In einem evangelischen Gemeindehaus kenne ich mich aus wie in meiner Westentasche. Kennst du eines, kennst du alle. Es gibt dort alles, was das Herz begehrt, und die freundliche (!) Küsterin wird dir auf Nachfrage zeigen, wo du Kaffee und Tee findest, und wahrscheinlich stehen auch irgendwo Kekse herum. Das evangelische Gemeindehaus ist ein wunderbarer Ort, an dem sich Senioren, Konfirmanden und Blockflötenkreis gleichermaßen aufgehoben  und willkommen fühlen. Häufig ist es nicht einmal abgeschlossen, die Heizung ist eigentlich immer an, wenn es notwendig ist, und kein Mensch beäugt dich, ob du auch wohl nichts Arges im Schilde führst.

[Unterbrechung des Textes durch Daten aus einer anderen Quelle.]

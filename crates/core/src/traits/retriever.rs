//! Retrieval traits for RAG

use crate::Result;
use async_trait::async_trait;
use serde::{Deserialize, Serialize};

/// Retriever interface for RAG
///
/// Implementations:
/// - `KnowledgeRetriever` - Embeds the query and searches a vector index
#[async_trait]
pub trait Retriever: Send + Sync + 'static {
    /// Retrieve relevant documents, highest score first
    async fn retrieve(&self, query: &str, options: &RetrieveOptions) -> Result<Vec<Document>>;

    /// Get retriever name for logging
    fn name(&self) -> &str;
}

/// Retrieval options
#[derive(Debug, Clone, Serialize, Deserialize)]
pub struct RetrieveOptions {
    /// Number of documents to return
    pub top_k: usize,
    /// Minimum similarity score
    pub min_score: f32,
}

impl Default for RetrieveOptions {
    fn default() -> Self {
        Self {
            top_k: 4,
            min_score: 0.0,
        }
    }
}

impl RetrieveOptions {
    /// Set top_k
    pub fn with_top_k(mut self, top_k: usize) -> Self {
        self.top_k = top_k;
        self
    }

    /// Set minimum score
    pub fn with_min_score(mut self, min_score: f32) -> Self {
        self.min_score = min_score.clamp(-1.0, 1.0);
        self
    }
}

/// Retrieved document
#[derive(Debug, Clone, Serialize, Deserialize)]
pub struct Document {
    /// Document ID
    pub id: String,
    /// Document content
    pub content: String,
    /// Relevance score
    pub score: f32,
    /// Source/origin of the document
    #[serde(skip_serializing_if = "Option::is_none")]
    pub source: Option<String>,
}

impl Document {
    /// Create a new document
    pub fn new(id: impl Into<String>, content: impl Into<String>, score: f32) -> Self {
        Self {
            id: id.into(),
            content: content.into(),
            score,
            source: None,
        }
    }

    /// Set source
    pub fn with_source(mut self, source: impl Into<String>) -> Self {
        self.source = Some(source.into());
        self
    }
}

#[cfg(test)]
mod tests {
    use super::*;

    #[test]
    fn test_options_builder() {
        let options = RetrieveOptions::default().with_top_k(2).with_min_score(5.0);
        assert_eq!(options.top_k, 2);
        assert_eq!(options.min_score, 1.0);
    }

    #[test]
    fn test_document_source() {
        let doc = Document::new("chunk-0", "PrEP is a medication", 0.9).with_source("kb.json");
        assert_eq!(doc.source.as_deref(), Some("kb.json"));
    }
}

Ganz anders die katholische Kirche. Oft gibt es kein Gemeindehaus, sondern nur ein Pfarramt, und häufig ist das nur ein Sekretariat. Dich erwarten also weder Kaffeeseen noch Kuchenberge, sondern maximal eine Toilette. Das katholische Pfarramt ist normalerweise zu. Gut, dann geht man eben umso mehr in die Kirche. Aber dort herrscht unangefochten der grimmige, grummelige und nie lächelnde Mesner, vor dem auch ein Pfarrer erst einmal seinen Bückling machen muss, wenn er irgendetwas braucht oder in der Kirche machen will.

#4. Hochaltäre

Häh? Ja. Hochaltäre. Wenn man das Privileg hat, in einem urtümlich lutherischen Gebiet zu sein, so wird man feststellen, dass ein Großteil der Kirchen ganz selbstverständlich einen Hochaltar hat, an dem auch ganz selbstverständlich der Gottesdienst gefeiert wird. Da die evangelische Kirche den einzigartigen Segen empfangen hat, nicht durch ein zweites Vatikanisches Konzil gegangen worden zu sein, hat sich im Großen und Ganzen dort noch nie jemand über die Hochaltäre in den Kirchen aufgeregt. Sie stehen da einfach herum und deshalb werden sie auch benutzt. Und wenn der Pastor dann bei der Abendmahlsfeier mit dem Rücken zum Volk steht – so what! Für Lesungen etc. kann er sich ja umdrehen! Vielleicht sollte man diese epochemachende Erkenntnis mal unter vehementen Gegnern der Alten Messe verbreiten. Es ist ein Treppenwitz der Kirchengeschichte, dass zahlreiche Dinge, die in der katholischen Kirche diskutiert werden, keinerlei Aufsehen in der evangelischen Kirche erregen. Ich bin vor Lachen fast umgefallen, als ich erfuhr, dass die Änderung der Einsetzungsworte zu „für viele“ ein Politikum sein solle. Das sollte mal einem evangelischen Pfarrer einfallen, das Bibelwort einfach zu „für alle“ zu verändern (mittlerweile ist der katholische Einfluss in der evangelischen Kirche so groß, dass es sogar vorkommt, aber zu meinen Zeiten war das undenkbar!). Natürlich heißt es „für viele“, weil es eben in der Bibel so steht (ein Halleluja für sture Bibeltreue) und Punkt. Hach war das schön.

#5.

Ich hatte den Beitrag „Fünf Dinge, die mir in der katholischen Kirche fehlen“ genannt. Dummerweise fielen mir aber nur vier ein. Das hier bleibt also nun eine Leerstelle, die ich bei Bedarf füllen kann, sollte mir in der allein seligmachenden einen heiligen katholischen und apostolischen Kirche noch irgendetwas auffallen, was ihr gegenüber den Protestanten fehlt.